§ Information given:

+++

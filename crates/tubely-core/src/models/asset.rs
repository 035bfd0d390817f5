use serde::{Deserialize, Serialize};
use std::fmt;

use crate::constants::{THUMBNAIL_FIELD, VIDEO_FIELD};

/// The two asset slots an owning record exposes.
#[derive(Debug, Clone, Copy, PartialEq, Eq, Hash, Serialize, Deserialize)]
#[serde(rename_all = "lowercase")]
pub enum AssetKind {
    Thumbnail,
    Video,
}

impl AssetKind {
    /// Path segment used by the upload and retrieval routes (`thumbnails`, `videos`).
    pub fn route_segment(&self) -> &'static str {
        match self {
            AssetKind::Thumbnail => "thumbnails",
            AssetKind::Video => "videos",
        }
    }

    /// Multipart field that carries the file.
    pub fn form_field(&self) -> &'static str {
        match self {
            AssetKind::Thumbnail => THUMBNAIL_FIELD,
            AssetKind::Video => VIDEO_FIELD,
        }
    }
}

impl fmt::Display for AssetKind {
    fn fmt(&self, f: &mut fmt::Formatter<'_>) -> fmt::Result {
        match self {
            AssetKind::Thumbnail => write!(f, "thumbnail"),
            AssetKind::Video => write!(f, "video"),
        }
    }
}
//! Storage setup and initialization

use anyhow::{Context, Result};
use std::sync::Arc;
use tubely_core::Config;
use tubely_storage::{create_storage, Storage};

/// Setup the storage backend selected by `STORAGE_BACKEND`.
pub async fn setup_storage(config: &Config) -> Result<Arc<dyn Storage>> {
    tracing::info!("Initializing storage abstraction...");
    let storage = create_storage(config)
        .await
        .context("Failed to initialize storage backend")?;
    tracing::info!(
        backend = ?storage.backend_type(),
        "Storage abstraction initialized successfully"
    );
    Ok(storage)
}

+++

Retype the material exactly, including every line.

§ Result of this exercise:
filename crates/tubely-core/src/models/asset.rs
repository 035bfd0d390817f5
use serde::{Deserialize, Serialize};
use std::fmt;

use crate::constants::{THUMBNAIL_FIELD, VIDEO_FIELD};

/// The two asset slots an owning record exposes.
#[derive(Debug, Clone, Copy, PartialEq, Eq, Hash, Serialize, Deserialize)]
#[serde(rename_all = "lowercase")]
pub enum AssetKind {
    Thumbnail,
    Video,
}

impl AssetKind {
    /// Path segment used by the upload and retrieval routes (`thumbnails`, `videos`).
    pub fn route_segment(&self) -> &'static str {
        match self {
            AssetKind::Thumbnail => "thumbnails",
            AssetKind::Video => "videos",
        }
    }

    /// Multipart field that carries the file.
    pub fn form_field(&self) -> &'static str {
        match self {
            AssetKind::Thumbnail => THUMBNAIL_FIELD,
            AssetKind::Video => VIDEO_FIELD,
        }
    }
}

impl fmt::Display for AssetKind {
    fn fmt(&self, f: &mut fmt::Formatter<'_>) -> fmt::Result {
        match self {
            AssetKind::Thumbnail => write!(f, "thumbnail"),
            AssetKind::Video => write!(f, "video"),
        }
    }
}
//! Storage setup and initialization

use anyhow::{Context, Result};
use std::sync::Arc;
use tubely_core::Config;
use tubely_storage::{create_storage, Storage};

/// Setup the storage backend selected by `STORAGE_BACKEND`.
pub async fn setup_storage(config: &Config) -> Result<Arc<dyn Storage>> {
    tracing::info!("Initializing storage abstraction...");
    let storage = create_storage(config)
        .await
        .context("Failed to initialize storage backend")?;
    tracing::info!(
        backend = ?storage.backend_type(),
        "Storage abstraction initialized successfully"
    );
    Ok(storage)
}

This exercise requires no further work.